People who access the Caribou Hills as a recreational site should be able to continue even when West Eagle goes into drilling mode in 2013. A recreational user wanted to know if there would be access problems.
“If there are, it won’t be from us. It’s not our road,” Landt responded.
To understand future development, since Buccaneer possesses nine units in the Homer area, there was a request to compile a map that overlays units with street names and landmarks. Landt said that was a good idea and he would try to make those available.
Water was also a big issue, since Homer residents find numerous problems gaining access to clean well water during low rain tables. Natural chemicals like arsenic also are in Homer waters. Landt has said the company likely will need to purchase city water and have it trucked to the site.
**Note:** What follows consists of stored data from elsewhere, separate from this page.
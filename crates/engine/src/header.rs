//! Version header embedded as the first line of every installed file
//!
//! ```text
//! // @hookshelf hook:use-debounce@1.2.0 registry:2.1.0
//! ```
//!
//! The `hook:<id>@<major.minor.patch>` token is the machine-readable part and
//! must stay stable for external tooling.

use regex::Regex;
use std::sync::LazyLock;

/// How far into a file the decoder looks for the header
pub const HEADER_SCAN_LIMIT: usize = 2048;

/// Marker that opens every header line
const HEADER_MARKER: &str = "// @hookshelf ";

static HOOK_TOKEN: LazyLock<Regex> = LazyLock::new(|| {
    Regex::new(r"hook:([A-Za-z0-9._/-]+)@(\d+\.\d+\.\d+)").expect("hook token pattern is valid")
});

/// Identity decoded from an installed file
#[derive(Debug, Clone, PartialEq, Eq)]
pub struct HeaderInfo {
    /// Hook identifier
    pub id: String,
    /// Hook version at install time
    pub version: String,
}

/// Render the header line (without trailing newline)
pub fn encode(id: &str, version: &str, registry_version: &str) -> String {
    format!("{HEADER_MARKER}hook:{id}@{version} registry:{registry_version}")
}

/// Extract the hook identity from the start of a file
///
/// Returns `None` when no header token appears in the first
/// [`HEADER_SCAN_LIMIT`] bytes.
pub fn decode(content: &str) -> Option<HeaderInfo> {
    let mut end = content.len().min(HEADER_SCAN_LIMIT);
    while !content.is_char_boundary(end) {
        end -= 1;
    }

    let caps = HOOK_TOKEN.captures(&content[..end])?;
    Some(HeaderInfo {
        id: caps[1].to_string(),
        version: caps[2].to_string(),
    })
}

/// Remove a leading header line, if any
pub fn strip(content: &str) -> &str {
    if !content.starts_with(HEADER_MARKER) {
        return content;
    }
    content.find('\n').map_or("", |newline| &content[newline + 1..])
}

/// Prepend a header line to file content
///
/// An existing header is replaced rather than stacked.
pub fn prepend(content: &str, id: &str, version: &str, registry_version: &str) -> String {
    format!("{}\n{}", encode(id, version, registry_version), strip(content))
}

#[cfg(test)]
mod tests {
    #![allow(clippy::unwrap_used, clippy::panic)]
    use super::*;

    #[test]
    fn test_encode() {
        assert_eq!(
            encode("use-debounce", "1.2.0", "2.1.0"),
            "// @hookshelf hook:use-debounce@1.2.0 registry:2.1.0"
        );
    }

    #[test]
    fn test_encode_then_decode() {
        let content = format!("{}\nexport function useX() {{}}\n", encode("use-x", "0.4.12", "1.0.0"));
        let info = decode(&content).unwrap();
        assert_eq!(info.id, "use-x");
        assert_eq!(info.version, "0.4.12");
    }

    #[test]
    fn test_decode_without_header() {
        assert!(decode("export const x = 1;\n").is_none());
        assert!(decode("").is_none());
        assert!(decode("// hook:use-x@not-a-version").is_none());
    }

    #[test]
    fn test_decode_accepts_foreign_comment_styles() {
        let info = decode("/* hook:use-y@3.0.1 registry:x */\n").unwrap();
        assert_eq!(info.id, "use-y");
        assert_eq!(info.version, "3.0.1");
    }

    #[test]
    fn test_decode_only_scans_leading_bytes() {
        let mut content = "x".repeat(HEADER_SCAN_LIMIT);
        content.push_str("hook:use-late@1.0.0");
        assert!(decode(&content).is_none());
    }

    #[test]
    fn test_decode_cuts_on_char_boundary() {
        // 'é' is two bytes; place it across the scan limit
        let mut content = "a".repeat(HEADER_SCAN_LIMIT - 1);
        content.push('é');
        assert!(decode(&content).is_none());
    }

    #[test]
    fn test_strip_and_prepend() {
        let body = "export const x = 1;\n";
        let once = prepend(body, "use-x", "1.0.0", "1.0.0");
        assert_eq!(strip(&once), body);

        let twice = prepend(&once, "use-x", "1.1.0", "1.0.0");
        assert_eq!(twice.matches("@hookshelf").count(), 1);
        assert_eq!(decode(&twice).unwrap().version, "1.1.0");
    }

    #[test]
    fn test_strip_without_header() {
        assert_eq!(strip("const a = 1;\n"), "const a = 1;\n");
    }
}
Once it is to be disposed of, the water would undergo the same process as drilling muds: it would be injected back into a Class 2 well or put in landfills with a mixture like sawdust.
If successful the West Eagle pipeline would hook into the North Fork pipe to Anchor Point or it would link in with Hilcorp’s eventual pipeline. “We would look at both,” he said.
On the topic of fracking, Landt said that method for extraction wouldn’t be necessary in the formations around Homer. But he would not pledge, when asked, that no fracking would ever be done around Kachemak Bay.
“I can’t commit the company or the industry to say no to future fracking. The technology evolves all the time and there are many safe ways of fracking,” he said.
Lifelong resident Mossy Kilcher told Landt Homer people ask these questions out of respect for the local ecosystem.
“We ask these questions because of a deep love for this special place and not because we are anti-this and anti-that,” she said.